#### Activity:
Work through the entries below and show every line in which "ServerError" is found.

[Data entries]
• • • • • • •

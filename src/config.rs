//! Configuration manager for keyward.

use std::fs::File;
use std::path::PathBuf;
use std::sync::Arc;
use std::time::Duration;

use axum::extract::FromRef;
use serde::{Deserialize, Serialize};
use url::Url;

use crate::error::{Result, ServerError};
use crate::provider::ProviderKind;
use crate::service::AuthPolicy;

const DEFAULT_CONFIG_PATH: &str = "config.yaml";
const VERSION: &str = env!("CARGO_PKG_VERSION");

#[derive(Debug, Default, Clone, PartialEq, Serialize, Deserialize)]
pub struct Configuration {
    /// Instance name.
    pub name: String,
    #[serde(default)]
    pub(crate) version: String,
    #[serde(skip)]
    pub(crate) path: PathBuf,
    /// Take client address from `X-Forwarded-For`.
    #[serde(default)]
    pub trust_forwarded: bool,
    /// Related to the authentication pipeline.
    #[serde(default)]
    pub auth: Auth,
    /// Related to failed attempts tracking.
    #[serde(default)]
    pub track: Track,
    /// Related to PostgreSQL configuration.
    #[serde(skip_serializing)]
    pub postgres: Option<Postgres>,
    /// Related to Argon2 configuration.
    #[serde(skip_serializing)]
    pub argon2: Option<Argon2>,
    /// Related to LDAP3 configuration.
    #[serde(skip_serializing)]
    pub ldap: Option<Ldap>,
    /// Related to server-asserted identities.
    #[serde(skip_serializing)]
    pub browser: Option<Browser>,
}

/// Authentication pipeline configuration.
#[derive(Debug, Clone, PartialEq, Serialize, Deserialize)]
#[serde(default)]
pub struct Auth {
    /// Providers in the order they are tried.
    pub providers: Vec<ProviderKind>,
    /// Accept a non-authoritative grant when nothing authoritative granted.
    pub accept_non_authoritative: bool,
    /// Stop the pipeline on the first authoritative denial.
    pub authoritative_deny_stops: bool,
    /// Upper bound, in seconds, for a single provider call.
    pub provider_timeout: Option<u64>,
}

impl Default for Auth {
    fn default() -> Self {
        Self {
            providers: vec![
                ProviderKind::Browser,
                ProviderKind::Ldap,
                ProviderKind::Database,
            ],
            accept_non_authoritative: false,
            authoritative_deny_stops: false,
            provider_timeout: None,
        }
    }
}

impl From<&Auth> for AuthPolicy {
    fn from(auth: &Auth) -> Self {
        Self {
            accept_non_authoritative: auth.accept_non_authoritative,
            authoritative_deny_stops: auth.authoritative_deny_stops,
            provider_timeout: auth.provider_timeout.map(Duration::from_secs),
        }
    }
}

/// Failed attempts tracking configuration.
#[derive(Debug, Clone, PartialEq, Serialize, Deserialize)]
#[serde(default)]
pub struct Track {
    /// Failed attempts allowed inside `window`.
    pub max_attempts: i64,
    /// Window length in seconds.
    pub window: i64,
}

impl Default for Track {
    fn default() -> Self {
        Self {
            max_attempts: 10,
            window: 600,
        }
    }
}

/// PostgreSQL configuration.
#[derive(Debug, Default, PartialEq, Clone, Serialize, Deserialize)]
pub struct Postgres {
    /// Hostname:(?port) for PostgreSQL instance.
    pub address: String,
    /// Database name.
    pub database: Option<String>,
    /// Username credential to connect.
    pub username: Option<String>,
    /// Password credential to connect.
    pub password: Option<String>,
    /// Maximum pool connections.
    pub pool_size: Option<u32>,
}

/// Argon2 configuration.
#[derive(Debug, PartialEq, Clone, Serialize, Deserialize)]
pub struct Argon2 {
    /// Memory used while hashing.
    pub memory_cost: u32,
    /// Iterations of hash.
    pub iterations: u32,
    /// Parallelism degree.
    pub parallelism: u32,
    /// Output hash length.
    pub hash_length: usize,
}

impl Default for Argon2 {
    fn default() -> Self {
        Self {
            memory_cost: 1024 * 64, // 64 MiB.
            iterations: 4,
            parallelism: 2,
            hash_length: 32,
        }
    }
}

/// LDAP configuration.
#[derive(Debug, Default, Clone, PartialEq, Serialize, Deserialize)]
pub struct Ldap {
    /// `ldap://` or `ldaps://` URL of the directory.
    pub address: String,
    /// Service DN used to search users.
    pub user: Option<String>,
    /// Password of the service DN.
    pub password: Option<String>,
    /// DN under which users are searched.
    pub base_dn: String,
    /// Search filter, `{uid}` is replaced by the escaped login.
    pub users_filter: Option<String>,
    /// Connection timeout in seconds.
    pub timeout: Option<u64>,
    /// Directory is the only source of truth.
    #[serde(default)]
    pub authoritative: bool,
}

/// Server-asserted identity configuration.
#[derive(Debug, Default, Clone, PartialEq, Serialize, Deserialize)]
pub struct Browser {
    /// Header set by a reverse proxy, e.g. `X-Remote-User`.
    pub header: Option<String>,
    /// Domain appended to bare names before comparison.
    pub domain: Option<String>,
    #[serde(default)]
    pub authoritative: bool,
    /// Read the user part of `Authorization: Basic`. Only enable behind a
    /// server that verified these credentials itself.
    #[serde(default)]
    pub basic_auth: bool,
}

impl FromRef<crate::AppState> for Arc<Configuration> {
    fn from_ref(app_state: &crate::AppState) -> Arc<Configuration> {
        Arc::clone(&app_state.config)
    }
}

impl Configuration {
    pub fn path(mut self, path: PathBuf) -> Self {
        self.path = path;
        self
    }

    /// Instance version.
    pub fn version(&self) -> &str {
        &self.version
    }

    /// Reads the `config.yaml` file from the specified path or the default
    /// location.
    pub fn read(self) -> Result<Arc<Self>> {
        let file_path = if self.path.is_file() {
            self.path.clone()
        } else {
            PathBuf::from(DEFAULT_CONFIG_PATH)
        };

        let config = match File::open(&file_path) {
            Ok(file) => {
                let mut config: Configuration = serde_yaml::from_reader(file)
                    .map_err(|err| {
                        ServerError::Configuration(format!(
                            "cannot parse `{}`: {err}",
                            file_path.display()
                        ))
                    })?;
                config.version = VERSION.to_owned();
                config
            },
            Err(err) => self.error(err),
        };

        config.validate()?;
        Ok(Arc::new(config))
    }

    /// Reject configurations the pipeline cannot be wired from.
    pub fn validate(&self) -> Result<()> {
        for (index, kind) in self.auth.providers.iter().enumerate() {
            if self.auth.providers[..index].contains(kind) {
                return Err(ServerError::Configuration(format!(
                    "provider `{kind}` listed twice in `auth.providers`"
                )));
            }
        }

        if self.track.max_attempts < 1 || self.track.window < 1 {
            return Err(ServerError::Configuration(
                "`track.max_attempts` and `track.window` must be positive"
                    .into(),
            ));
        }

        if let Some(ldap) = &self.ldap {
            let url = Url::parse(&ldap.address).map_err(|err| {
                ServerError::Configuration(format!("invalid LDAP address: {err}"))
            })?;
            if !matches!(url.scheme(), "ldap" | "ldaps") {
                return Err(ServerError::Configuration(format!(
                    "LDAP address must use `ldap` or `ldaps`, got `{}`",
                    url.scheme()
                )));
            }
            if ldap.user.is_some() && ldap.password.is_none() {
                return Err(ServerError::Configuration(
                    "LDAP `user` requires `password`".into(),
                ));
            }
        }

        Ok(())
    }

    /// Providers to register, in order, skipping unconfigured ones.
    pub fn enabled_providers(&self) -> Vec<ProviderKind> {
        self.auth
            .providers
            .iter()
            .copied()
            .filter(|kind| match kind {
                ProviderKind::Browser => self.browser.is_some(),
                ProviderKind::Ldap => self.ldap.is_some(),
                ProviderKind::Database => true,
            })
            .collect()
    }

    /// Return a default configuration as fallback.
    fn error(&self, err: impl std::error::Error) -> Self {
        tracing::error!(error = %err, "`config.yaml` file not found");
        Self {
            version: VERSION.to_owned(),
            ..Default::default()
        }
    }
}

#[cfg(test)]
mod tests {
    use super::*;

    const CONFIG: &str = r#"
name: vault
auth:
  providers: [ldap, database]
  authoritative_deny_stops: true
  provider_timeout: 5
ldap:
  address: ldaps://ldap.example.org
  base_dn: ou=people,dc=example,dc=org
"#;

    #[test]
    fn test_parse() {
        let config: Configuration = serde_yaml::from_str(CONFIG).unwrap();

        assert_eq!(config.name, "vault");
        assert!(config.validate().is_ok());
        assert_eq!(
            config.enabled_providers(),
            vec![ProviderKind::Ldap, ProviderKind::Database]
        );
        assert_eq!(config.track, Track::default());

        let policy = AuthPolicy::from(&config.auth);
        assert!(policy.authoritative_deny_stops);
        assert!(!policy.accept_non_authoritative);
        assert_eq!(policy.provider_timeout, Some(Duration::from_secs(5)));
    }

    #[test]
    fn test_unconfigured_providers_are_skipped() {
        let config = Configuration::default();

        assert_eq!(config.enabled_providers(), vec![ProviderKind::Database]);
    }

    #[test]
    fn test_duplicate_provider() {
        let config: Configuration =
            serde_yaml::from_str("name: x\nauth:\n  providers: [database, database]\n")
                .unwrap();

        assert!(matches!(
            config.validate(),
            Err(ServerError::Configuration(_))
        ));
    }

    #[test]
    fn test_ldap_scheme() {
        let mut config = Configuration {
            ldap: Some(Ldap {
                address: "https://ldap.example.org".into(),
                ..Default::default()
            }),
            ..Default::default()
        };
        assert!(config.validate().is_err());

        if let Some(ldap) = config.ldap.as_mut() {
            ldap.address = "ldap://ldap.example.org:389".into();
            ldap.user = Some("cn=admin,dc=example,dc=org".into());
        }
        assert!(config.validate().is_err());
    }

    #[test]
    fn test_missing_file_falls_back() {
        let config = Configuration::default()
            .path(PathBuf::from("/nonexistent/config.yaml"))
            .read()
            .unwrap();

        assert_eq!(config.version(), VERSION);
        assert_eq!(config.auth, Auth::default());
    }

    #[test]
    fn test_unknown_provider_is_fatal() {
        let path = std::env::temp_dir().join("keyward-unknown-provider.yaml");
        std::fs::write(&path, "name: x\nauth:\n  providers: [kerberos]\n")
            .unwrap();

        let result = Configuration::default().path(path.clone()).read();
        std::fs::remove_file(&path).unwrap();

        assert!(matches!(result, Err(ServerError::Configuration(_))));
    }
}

• • • • • • •

#### Answer for the task:
use crate::error::{Result, ServerError};
                        ServerError::Configuration(format!(
                return Err(ServerError::Configuration(format!(
            return Err(ServerError::Configuration(
                ServerError::Configuration(format!("invalid LDAP address: {err}"))
                return Err(ServerError::Configuration(format!(
                return Err(ServerError::Configuration(
            Err(ServerError::Configuration(_))
        assert!(matches!(result, Err(ServerError::Configuration(_))));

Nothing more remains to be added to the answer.